I have around 5 different cases where I extract around 13/14 statistical features from each case. I wanted to create like anomaly detection where I reduce the feature matrix using Principal Component Analysis (PCA) and I thought of using Self-Organising Map (SOM) in order to help organize clusters so that it becomes much clearer and then I thought of Implementing using the following to be able to do anomaly detection (I got it from this link: Machine learning for anomaly detection and condition monitoring):
- The Mahalanobis distance metric
- Autoencoder model
The following questions are:
- Is my approach correct? (See the code below)
- How can I get the datapoints from the SOM in order to do the Mahalanobis distance metric on the new datapoints from SOM?
- How can I find the right parameters to use in SOM?
- What to do in case that the matrix from SOM has negative values?
- Can you explain what is quantization error and the smaller it is the better?

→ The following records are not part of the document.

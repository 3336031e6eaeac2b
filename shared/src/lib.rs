use serde::{Deserialize, Serialize};
use std::fmt;
use std::str::FromStr;

pub mod herd;

/// Name shown on the dashboard when a record points at a cow that no longer exists
pub const UNKNOWN_COW_NAME: &str = "Unknown Cow";

/// Name shown in the insemination list when a record points at a removed cow
pub const DELETED_COW_NAME: &str = "Deleted Cow";

/// Shown to the farmer whenever the assistant cannot produce an answer
pub const ADVISORY_FALLBACK: &str =
    "I'm having trouble connecting to the AI consultant right now. Please try again later.";

/// Farmer ID in format: "farmer::<uuid>"
#[derive(Debug, Clone, PartialEq, Serialize, Deserialize)]
pub struct Farmer {
    pub id: String,
    /// Mobile number used to log in
    pub mobile: String,
    /// Display name of the farm
    pub farm_name: String,
}

/// Cow ID in format: "cow::<uuid>"
#[derive(Debug, Clone, PartialEq, Serialize, Deserialize)]
pub struct Cow {
    pub id: String,
    /// ID of the farmer owning this cow
    pub farmer_id: String,
    /// Ear tag, unique per farm in practice but not enforced
    pub tag_number: String,
    pub name: String,
    /// Date of birth (YYYY-MM-DD)
    pub dob: String,
    /// Data URL of an uploaded photo or a placeholder image URL
    pub image: Option<String>,
}

/// Insemination record ID in format: "insemination::<uuid>"
#[derive(Debug, Clone, PartialEq, Serialize, Deserialize)]
pub struct InseminationRecord {
    pub id: String,
    /// ID of the farmer owning this record
    pub farmer_id: String,
    /// ID of the inseminated cow
    pub cow_id: String,
    /// Date of the insemination (YYYY-MM-DD)
    pub date: String,
    /// True once a pregnancy has been confirmed. Never goes back to false.
    pub is_confirmed: bool,
    pub doctor_name: String,
    /// Bull ID or name
    pub bull_name: String,
    pub notes: Option<String>,
}

impl InseminationRecord {
    /// Short reference shown on record cards ("Record #a1b2")
    pub fn short_reference(&self) -> String {
        let chars: Vec<char> = self.id.chars().collect();
        let start = chars.len().saturating_sub(4);
        chars[start..].iter().collect()
    }

    pub fn status_label(&self) -> &'static str {
        if self.is_confirmed {
            "Confirmed"
        } else {
            "Pending"
        }
    }
}

/// The five tabs of the main view
#[derive(Debug, Clone, Copy, PartialEq, Eq, Serialize, Deserialize, Default)]
#[serde(rename_all = "snake_case")]
pub enum AppView {
    #[default]
    Dashboard,
    Cows,
    Inseminations,
    Pregnancies,
    Assistant,
}

impl AppView {
    pub const ALL: [AppView; 5] = [
        AppView::Dashboard,
        AppView::Cows,
        AppView::Inseminations,
        AppView::Pregnancies,
        AppView::Assistant,
    ];

    /// Short label used in the bottom navigation bar
    pub fn nav_label(&self) -> &'static str {
        match self {
            AppView::Dashboard => "Home",
            AppView::Cows => "Cow",
            AppView::Inseminations => "Ins.",
            AppView::Pregnancies => "Preg.",
            AppView::Assistant => "AI",
        }
    }
}

/// Status criterion of the insemination filter
#[derive(Debug, Clone, Copy, PartialEq, Eq, Serialize, Deserialize, Default)]
#[serde(rename_all = "lowercase")]
pub enum StatusFilter {
    #[default]
    All,
    Pending,
    Confirmed,
}

impl StatusFilter {
    pub const ALL: [StatusFilter; 3] = [StatusFilter::All, StatusFilter::Pending, StatusFilter::Confirmed];

    pub fn as_str(&self) -> &'static str {
        match self {
            StatusFilter::All => "all",
            StatusFilter::Pending => "pending",
            StatusFilter::Confirmed => "confirmed",
        }
    }

    /// Whether a record with the given confirmation flag passes this status
    pub fn matches(&self, is_confirmed: bool) -> bool {
        match self {
            StatusFilter::All => true,
            StatusFilter::Pending => !is_confirmed,
            StatusFilter::Confirmed => is_confirmed,
        }
    }
}

impl fmt::Display for StatusFilter {
    fn fmt(&self, f: &mut fmt::Formatter<'_>) -> fmt::Result {
        f.write_str(self.as_str())
    }
}

#[derive(Debug, Clone, PartialEq, Eq)]
pub struct UnknownStatusFilter(pub String);

impl fmt::Display for UnknownStatusFilter {
    fn fmt(&self, f: &mut fmt::Formatter<'_>) -> fmt::Result {
        write!(f, "unknown status filter '{}'", self.0)
    }
}

impl std::error::Error for UnknownStatusFilter {}

impl FromStr for StatusFilter {
    type Err = UnknownStatusFilter;

    fn from_str(s: &str) -> Result<Self, Self::Err> {
        match s.trim().to_lowercase().as_str() {
            "all" | "" => Ok(StatusFilter::All),
            "pending" => Ok(StatusFilter::Pending),
            "confirmed" => Ok(StatusFilter::Confirmed),
            other => Err(UnknownStatusFilter(other.to_string())),
        }
    }
}

/// Criteria for the insemination list. Date bounds are YYYY-MM-DD and inclusive;
/// an empty string counts as no bound.
#[derive(Debug, Clone, PartialEq, Serialize, Deserialize, Default)]
pub struct InseminationFilter {
    #[serde(default)]
    pub status: StatusFilter,
    pub start_date: Option<String>,
    pub end_date: Option<String>,
}

impl InseminationFilter {
    /// True when the filter lets every record through
    pub fn is_empty(&self) -> bool {
        self.status == StatusFilter::All
            && self.start_date.as_deref().map_or(true, |d| d.trim().is_empty())
            && self.end_date.as_deref().map_or(true, |d| d.trim().is_empty())
    }
}

/// Request to log in (or register on first login)
#[derive(Debug, Clone, PartialEq, Serialize, Deserialize)]
pub struct LoginRequest {
    pub mobile: String,
    pub farm_name: String,
}

/// The current session; `farmer` is None when nobody is logged in
#[derive(Debug, Clone, PartialEq, Serialize, Deserialize)]
pub struct SessionResponse {
    pub farmer: Option<Farmer>,
}

/// Form payload for creating or editing a cow
#[derive(Debug, Clone, PartialEq, Serialize, Deserialize)]
pub struct SaveCowRequest {
    pub tag_number: String,
    pub name: String,
    /// Date of birth (YYYY-MM-DD)
    pub dob: String,
    /// Newly uploaded image as a data URL; None keeps the current image
    pub image: Option<String>,
}

#[derive(Debug, Clone, PartialEq, Serialize, Deserialize)]
pub struct CowResponse {
    pub cow: Cow,
    pub success_message: String,
}

#[derive(Debug, Clone, PartialEq, Serialize, Deserialize)]
pub struct CowListResponse {
    pub cows: Vec<Cow>,
}

#[derive(Debug, Clone, PartialEq, Serialize, Deserialize)]
pub struct DeleteCowResponse {
    pub deleted_cow_id: String,
    /// Number of insemination records removed together with the cow
    pub removed_inseminations: usize,
    pub success_message: String,
}

/// Form payload for a new insemination record
#[derive(Debug, Clone, PartialEq, Serialize, Deserialize)]
pub struct CreateInseminationRequest {
    pub cow_id: String,
    /// Date of the insemination (YYYY-MM-DD)
    pub date: String,
    pub doctor_name: String,
    pub bull_name: String,
    pub notes: Option<String>,
}

#[derive(Debug, Clone, PartialEq, Serialize, Deserialize)]
pub struct InseminationResponse {
    pub record: InseminationRecord,
    pub success_message: String,
}

#[derive(Debug, Clone, PartialEq, Serialize, Deserialize)]
pub struct InseminationListResponse {
    pub records: Vec<InseminationRecord>,
}

/// A pregnant cow together with its most recent confirmed insemination
#[derive(Debug, Clone, PartialEq, Serialize, Deserialize)]
pub struct PregnancyEntry {
    pub cow: Cow,
    pub latest_confirmed: Option<InseminationRecord>,
}

#[derive(Debug, Clone, PartialEq, Serialize, Deserialize)]
pub struct PregnancyListResponse {
    pub pregnancies: Vec<PregnancyEntry>,
}

/// A pending record old enough to need a heat check
#[derive(Debug, Clone, PartialEq, Serialize, Deserialize)]
pub struct HeatCheckReminder {
    pub record: InseminationRecord,
    /// Name of the cow, or a placeholder if the cow is gone
    pub cow_name: String,
    pub days_since_insemination: i64,
}

#[derive(Debug, Clone, PartialEq, Serialize, Deserialize)]
pub struct ReminderListResponse {
    pub reminders: Vec<HeatCheckReminder>,
}

/// Free-text question for the advisory assistant, sent with the herd snapshot
/// the answer should take into account
#[derive(Debug, Clone, PartialEq, Serialize, Deserialize)]
pub struct AdviceRequest {
    pub query: String,
    #[serde(default)]
    pub cows: Vec<Cow>,
    #[serde(default)]
    pub inseminations: Vec<InseminationRecord>,
}

#[derive(Debug, Clone, PartialEq, Serialize, Deserialize)]
pub struct AdviceResponse {
    pub advice: String,
}

/// Log line forwarded from the frontend
#[derive(Debug, Clone, PartialEq, Serialize, Deserialize)]
pub struct LogEntry {
    pub level: String,
    pub message: String,
    pub component: Option<String>,
}

#[derive(Debug, Clone, PartialEq, Serialize, Deserialize)]
pub struct LogResponse {
    pub success: bool,
}

#[cfg(test)]
mod tests {
    use super::*;

    fn record(id: &str, is_confirmed: bool) -> InseminationRecord {
        InseminationRecord {
            id: id.to_string(),
            farmer_id: "farmer::1".to_string(),
            cow_id: "cow::1".to_string(),
            date: "2024-01-01".to_string(),
            is_confirmed,
            doctor_name: "Dr. Patel".to_string(),
            bull_name: "HF-221".to_string(),
            notes: None,
        }
    }

    #[test]
    fn test_status_filter_parsing() {
        assert_eq!("pending".parse::<StatusFilter>().unwrap(), StatusFilter::Pending);
        assert_eq!("Confirmed".parse::<StatusFilter>().unwrap(), StatusFilter::Confirmed);
        assert_eq!("".parse::<StatusFilter>().unwrap(), StatusFilter::All);
        assert!("maybe".parse::<StatusFilter>().is_err());
    }

    #[test]
    fn test_status_filter_wire_format() {
        let json = serde_json::to_string(&StatusFilter::Confirmed).unwrap();
        assert_eq!(json, "\"confirmed\"");

        let filter: InseminationFilter = serde_json::from_str(r#"{"start_date":null,"end_date":null}"#).unwrap();
        assert_eq!(filter.status, StatusFilter::All);
        assert!(filter.is_empty());
    }

    #[test]
    fn test_status_filter_matches() {
        assert!(StatusFilter::All.matches(true));
        assert!(StatusFilter::All.matches(false));
        assert!(StatusFilter::Pending.matches(false));
        assert!(!StatusFilter::Pending.matches(true));
        assert!(StatusFilter::Confirmed.matches(true));
        assert!(!StatusFilter::Confirmed.matches(false));
    }

    #[test]
    fn test_filter_with_blank_bounds_is_empty() {
        let filter = InseminationFilter {
            status: StatusFilter::All,
            start_date: Some("  ".to_string()),
            end_date: Some(String::new()),
        };
        assert!(filter.is_empty());

        let filter = InseminationFilter {
            start_date: Some("2024-01-01".to_string()),
            ..InseminationFilter::default()
        };
        assert!(!filter.is_empty());
    }

    #[test]
    fn test_short_reference_and_label() {
        let pending = record("insemination::abcdef1234", false);
        assert_eq!(pending.short_reference(), "1234");
        assert_eq!(pending.status_label(), "Pending");

        let confirmed = record("ab", true);
        assert_eq!(confirmed.short_reference(), "ab");
        assert_eq!(confirmed.status_label(), "Confirmed");
    }

    #[test]
    fn test_nav_labels_cover_all_views() {
        let labels: Vec<&str> = AppView::ALL.iter().map(|v| v.nav_label()).collect();
        assert_eq!(labels, vec!["Home", "Cow", "Ins.", "Preg.", "AI"]);
        assert_eq!(AppView::default(), AppView::Dashboard);
    }
}
pub mod cow_repository;
pub mod farmer_repository;
pub mod insemination_repository;
pub mod session_repository;

pub use cow_repository::CowRepository;
pub use farmer_repository::FarmerRepository;
pub use insemination_repository::InseminationRepository;
pub use session_repository::SessionRepository;
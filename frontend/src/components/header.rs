use shared::Farmer;
use yew::prelude::*;

#[derive(Properties, PartialEq)]
pub struct HeaderProps {
    pub farmer: Farmer,
    pub on_logout: Callback<()>,
}

#[function_component(Header)]
pub fn header(props: &HeaderProps) -> Html {
    let on_logout = {
        let on_logout = props.on_logout.clone();
        Callback::from(move |_: MouseEvent| on_logout.emit(()))
    };

    html! {
        <header class="header">
            <div class="header-title">
                <h1>{props.farmer.farm_name.clone()}</h1>
                <span class="header-mobile">{props.farmer.mobile.clone()}</span>
            </div>
            <button class="btn btn-secondary header-logout" onclick={on_logout}>{"Logout"}</button>
        </header>
    }
}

Because I keep on getting error around this range:
quantization error: 0.8791745577185559
The code:
def cov_matrix(data, verbose=False):
covariance_matrix = np.cov(data, rowvar=False)
if is_pos_def(covariance_matrix):
inv_covariance_matrix = np.linalg.inv(covariance_matrix)
if is_pos_def(inv_covariance_matrix):
return covariance_matrix, inv_covariance_matrix
else:
print("Error: Inverse of Covariance Matrix is not positive definite!")
else:
print("Error: Covariance Matrix is not positive definite!")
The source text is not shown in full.